How to Degree a Cam: Degreeing Techniques
- When it comes to degreeing the camshaft, in essence what we're doing is measuring the valve events and then comparing them to the recommendations from the cam manufacturer.
We may then need to move or adjust the cam timing in order to align the measured valve events with the recommended valve events.
As with many aspects of engine building, there's more than one method of degreeing the camshaft and they aren't all created equal.
So we're going to discuss the options here.
One of the most common methods is the camshaft centreline method where we find a point either side of peak lift where the valve lift is equal.
This for example might be a point where the lift is 50 thou less than peak valve lift.
With this method, we're assuming that if we're looking at the same lift point on either side of peak lift, then the centreline of the cam should be exactly in the middle.
The problem with this method is that it assumes that the cam lobe is symmetrical which is seldom the case wtih modern cam profiles.

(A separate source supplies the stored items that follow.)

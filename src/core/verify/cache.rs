/*!
The verification cache policy.

QUERY serves the cached status for an address, replacing missing, expired,
or unparseable entries with a transient in-progress record, and proactively
re-probes entries past their refresh threshold. UPDATE applies a probe
result, except that a negative result never overwrites a stored positive
entry (the protective rule) - a known-good address stays good until its own
positive expiry.

Probes are rate-limited per address by [`PROBE_TTL`]: once a probe
timestamp is recorded, no second probe goes out until the first is assumed
lost. A recorded probe time of zero means no probe is outstanding.

The write-back after a refresh probe happens only when the submission was
confirmed queued, and never persists a TODO-only record while negative
caching is off.
*/

use std::sync::Arc;

use tracing::warn;

use crate::clock::Clock;
use crate::config::Params;
use crate::core::table::{table_flags, Table, TableError};
use crate::core::verify::entry::{self, AddrStatus, CacheEntry};
use crate::core::verify::probe::ProbeSubmitter;

/// Seconds after which an unanswered probe is assumed lost.
///
/// This is the minimum interval between probes for one address.
pub const PROBE_TTL: u64 = 1000;

/// Expiry and refresh tunables, lifted out of [`Params`] once at startup.
#[derive(Debug, Clone)]
pub struct CachePolicy {
    pub positive_expire: u64,
    pub positive_refresh: u64,
    pub negative_expire: u64,
    pub negative_refresh: u64,
    pub negative_cache: bool,
}

impl CachePolicy {
    pub fn from_params(params: &Params) -> Self {
        Self {
            positive_expire: params.address_verify_positive_expire_time,
            positive_refresh: params.address_verify_positive_refresh_time,
            negative_expire: params.address_verify_negative_expire_time,
            negative_refresh: params.address_verify_negative_refresh_time,
            negative_cache: params.address_verify_negative_cache,
        }
    }
}

/// Outcome of a QUERY, ready for the reply frame.
#[derive(Debug, Clone, PartialEq, Eq)]
pub struct QueryReply {
    pub status: AddrStatus,
    pub text: String,
}

/// The verifier's address cache: one writable table plus policy and the
/// probe side-channel. Owned by the service handler; a single flow of
/// control uses it at a time.
pub struct VerifyCache {
    table: Arc<dyn Table>,
    policy: CachePolicy,
    clock: Arc<dyn Clock>,
    submitter: Arc<dyn ProbeSubmitter>,
    /// Normalized probe sender; empty = null sender.
    sender: String,
}

impl VerifyCache {
    pub fn new(
        table: Arc<dyn Table>,
        policy: CachePolicy,
        clock: Arc<dyn Clock>,
        submitter: Arc<dyn ProbeSubmitter>,
        sender: String,
    ) -> Self {
        Self {
            table,
            policy,
            clock,
            submitter,
            sender,
        }
    }

    /// True when the cache has no persistent backing store.
    pub fn is_memory_resident(&self) -> bool {
        self.table.flags() & table_flags::PERSISTENT == 0
    }

    /// No probe may be outstanding: either none was ever sent, or the last
    /// one is old enough to be assumed lost.
    fn probe_gate_open(probed: u64, now: u64) -> bool {
        probed == 0 || now.saturating_sub(probed) > PROBE_TTL
    }

    // An update time of zero means no result was ever applied; such a
    // record is always expired and always due for a refresh.

    fn expired(&self, entry: &CacheEntry, now: u64) -> bool {
        if entry.updated == 0 {
            return true;
        }
        if entry.status.is_ok() {
            entry.updated + self.policy.positive_expire < now
        } else {
            entry.updated + self.policy.negative_expire < now
        }
    }

    fn refresh_due(&self, entry: &CacheEntry, now: u64) -> bool {
        if entry.updated == 0 {
            return true;
        }
        if entry.status.is_ok() {
            entry.updated + self.policy.positive_refresh < now
        } else {
            entry.updated + self.policy.negative_refresh < now
        }
    }

    /// Serve one QUERY: reply with the working status and, when due,
    /// dispatch a refresh probe.
    pub async fn query(&self, addr: &str) -> Result<QueryReply, TableError> {
        let now = self.clock.now();
        let raw = self.table.get(addr).await?;
        let stored = match raw.as_deref() {
            None => None,
            Some(raw_value) => match CacheEntry::parse(raw_value) {
                Ok(parsed) => Some(parsed),
                Err(err) => {
                    warn!(address = addr, error = %err, "ignoring unparseable cache entry");
                    None
                }
            },
        };

        // Replace a missing, unparseable, or expired-and-probe-free entry
        // with a fresh in-progress record. The purge of the old record (when
        // negative caching is off) must happen here, before the refresh step
        // decides about write-back; the two checks share the flag but are
        // ordered.
        let working = match stored {
            Some(stored_entry)
                if !(Self::probe_gate_open(stored_entry.probed, now)
                    && self.expired(&stored_entry, now)) =>
            {
                stored_entry
            }
            _ => {
                if raw.is_some() && !self.policy.negative_cache {
                    self.table.del(addr).await?;
                }
                CacheEntry::in_progress()
            }
        };

        let reply = QueryReply {
            status: working.status,
            text: working.text.clone(),
        };

        if Self::probe_gate_open(working.probed, now) && self.refresh_due(&working, now) {
            match self.submitter.submit_probe(&self.sender, addr).await {
                Ok(()) => {
                    // Record the probe send time so no second probe goes out
                    // within PROBE_TTL. A TODO-only record is not persisted
                    // while negative caching is off.
                    if working.updated != 0 || self.policy.negative_cache {
                        let recorded = CacheEntry {
                            probed: now,
                            ..working
                        };
                        self.table.put(addr, &recorded.serialize()).await?;
                    }
                }
                Err(err) => {
                    warn!(address = addr, error = %err, "probe submission failed");
                }
            }
        }

        Ok(reply)
    }

    /// Apply one UPDATE. Returns `false` when the status is not a valid
    /// probe result (the handler replies BAD).
    pub async fn update(
        &self,
        addr: &str,
        status: AddrStatus,
        text: &str,
    ) -> Result<bool, TableError> {
        if status == AddrStatus::Todo {
            return Ok(false);
        }

        // Protective rule: a failing probe for an address already known
        // good is dropped until the positive entry expires on its own.
        if !status.is_ok() {
            if let Some(raw) = self.table.get(addr).await? {
                if entry::peek_status(&raw) == Some(AddrStatus::Ok) {
                    return Ok(true);
                }
            }
        }

        let now = self.clock.now();
        let entry = CacheEntry {
            status,
            probed: 0,
            updated: now,
            text: text.to_string(),
        };
        self.table.put(addr, &entry.serialize()).await?;
        Ok(true)
    }
}
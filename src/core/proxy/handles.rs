//! In-process memoization of open table handles.
//!
//! Keyed by `"type:name:octal-flags"`, append-only: a handle opened for one
//! client is reused for every later request with the same reference and
//! flags, and is never closed. Fresh handles come from a process restart
//! (see the table-change poll in the proxy's pre-accept hook).

use std::collections::HashMap;
use std::sync::Arc;

use tracing::info;

use crate::core::table::{Table, TableError, TableRegistry};

pub struct HandleCache {
    registry: Arc<TableRegistry>,
    handles: HashMap<String, Arc<dyn Table>>,
}

impl HandleCache {
    pub fn new(registry: Arc<TableRegistry>) -> Self {
        Self {
            registry,
            handles: HashMap::new(),
        }
    }

    fn cache_key(reference: &str, flags: u32) -> String {
        format!("{reference}:{flags:o}")
    }

    /// Shared handle for `(reference, flags)`, opening lazily on first use.
    pub async fn open(
        &mut self,
        reference: &str,
        flags: u32,
    ) -> Result<Arc<dyn Table>, TableError> {
        let key = Self::cache_key(reference, flags);
        if let Some(handle) = self.handles.get(&key) {
            return Ok(handle.clone());
        }
        let handle = self.registry.open(reference, flags).await?;
        let octal_flags = format!("{flags:o}");
        info!(table = reference, flags = %octal_flags, "opened table");
        self.handles.insert(key, handle.clone());
        Ok(handle)
    }

    /// Number of distinct open handles.
    pub fn len(&self) -> usize {
        self.handles.len()
    }

    pub fn is_empty(&self) -> bool {
        self.handles.is_empty()
    }
}
/*!
On-disk codec for verification cache entries.

A stored value is the text `"<status>:<probed>:<updated>:<text>"` with
fixed-radix decimal fields. The diagnostic text may itself contain colons,
so parsing splits on the first three colons only. A value that fails to
parse is treated by the cache policy as a missing entry.
*/

use thiserror::Error;

/// Reply text while a probe is outstanding and no result is known yet.
pub const PROBE_IN_PROGRESS_TEXT: &str = "Address verification in progress";

/// Verification status of one address.
#[derive(Debug, Clone, Copy, PartialEq, Eq)]
pub enum AddrStatus {
    /// The mail system accepted the probe for delivery.
    Ok,
    /// Transient failure; the address may become deliverable.
    Defer,
    /// Permanent failure.
    Bounce,
    /// No result yet; a probe is (or will be) outstanding.
    Todo,
}

impl AddrStatus {
    /// Fixed decimal wire/storage code.
    pub const fn code(self) -> u32 {
        match self {
            AddrStatus::Ok => 0,
            AddrStatus::Defer => 1,
            AddrStatus::Bounce => 2,
            AddrStatus::Todo => 3,
        }
    }

    pub fn from_code(code: u32) -> Option<Self> {
        match code {
            0 => Some(AddrStatus::Ok),
            1 => Some(AddrStatus::Defer),
            2 => Some(AddrStatus::Bounce),
            3 => Some(AddrStatus::Todo),
            _ => None,
        }
    }

    pub fn is_ok(self) -> bool {
        self == AddrStatus::Ok
    }
}

impl std::fmt::Display for AddrStatus {
    fn fmt(&self, f: &mut std::fmt::Formatter<'_>) -> std::fmt::Result {
        match self {
            AddrStatus::Ok => write!(f, "deliverable"),
            AddrStatus::Defer => write!(f, "undeliverable (deferred)"),
            AddrStatus::Bounce => write!(f, "undeliverable"),
            AddrStatus::Todo => write!(f, "in progress"),
        }
    }
}

#[derive(Debug, Error)]
#[error("malformed cache entry {raw:?}: {detail}")]
pub struct EntryParseError {
    pub raw: String,
    pub detail: &'static str,
}

/// One cached verification result.
#[derive(Debug, Clone, PartialEq, Eq)]
pub struct CacheEntry {
    pub status: AddrStatus,
    /// Wall-clock seconds of the last outstanding probe send; 0 = none.
    pub probed: u64,
    /// Wall-clock seconds of the last probe result applied; 0 = unknown.
    pub updated: u64,
    /// Human-readable diagnostic from the last update.
    pub text: String,
}

impl CacheEntry {
    /// Fresh working record for an address with no usable information.
    pub fn in_progress() -> Self {
        Self {
            status: AddrStatus::Todo,
            probed: 0,
            updated: 0,
            text: PROBE_IN_PROGRESS_TEXT.to_string(),
        }
    }

    pub fn serialize(&self) -> String {
        format!(
            "{}:{}:{}:{}",
            self.status.code(),
            self.probed,
            self.updated,
            self.text
        )
    }

    pub fn parse(raw: &str) -> Result<Self, EntryParseError> {
        let err = |detail| EntryParseError {
            raw: raw.to_string(),
            detail,
        };
        let mut fields = raw.splitn(4, ':');
        let status = fields.next().ok_or_else(|| err("missing status"))?;
        let probed = fields.next().ok_or_else(|| err("missing probe time"))?;
        let updated = fields.next().ok_or_else(|| err("missing update time"))?;
        let text = fields.next().ok_or_else(|| err("missing text"))?;

        let status = status
            .parse::<u32>()
            .ok()
            .and_then(AddrStatus::from_code)
            .ok_or_else(|| err("bad status code"))?;
        let probed = probed.parse().map_err(|_| err("bad probe time"))?;
        let updated = updated.parse().map_err(|_| err("bad update time"))?;

        Ok(Self {
            status,
            probed,
            updated,
            text: text.to_string(),
        })
    }
}

/// Cheap status extraction without allocating a parsed record.
///
/// Used by the protective-update rule, which only needs to know whether the
/// stored entry says OK.
pub fn peek_status(raw: &str) -> Option<AddrStatus> {
    raw.split(':')
        .next()
        .and_then(|field| field.parse::<u32>().ok())
        .and_then(AddrStatus::from_code)
}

This can introduce an error in the actual cam timing that may be anywhere from one to two degrees through to five degrees or more, depending on the specific cam profile and that point that we've used for our measurement.
Another technique that's often used due to the fact it can be done very quickly, is to check the lift at top dead centre and adjust the cam timing until the value matches the manufacturer's cam card.
The problem with this technique is that we're only making one single measurement and this allows a lot of room for error.
For this reason, the technique that we prefer and the one that will be taught in this course is the technique of measuring the valve opening and closing events, typically either at 50 thou or on millimetre lift, depending on the cam manufacturer.
This offers the best accuracy and we have the ability to confirm our results at two points on the cam lobe.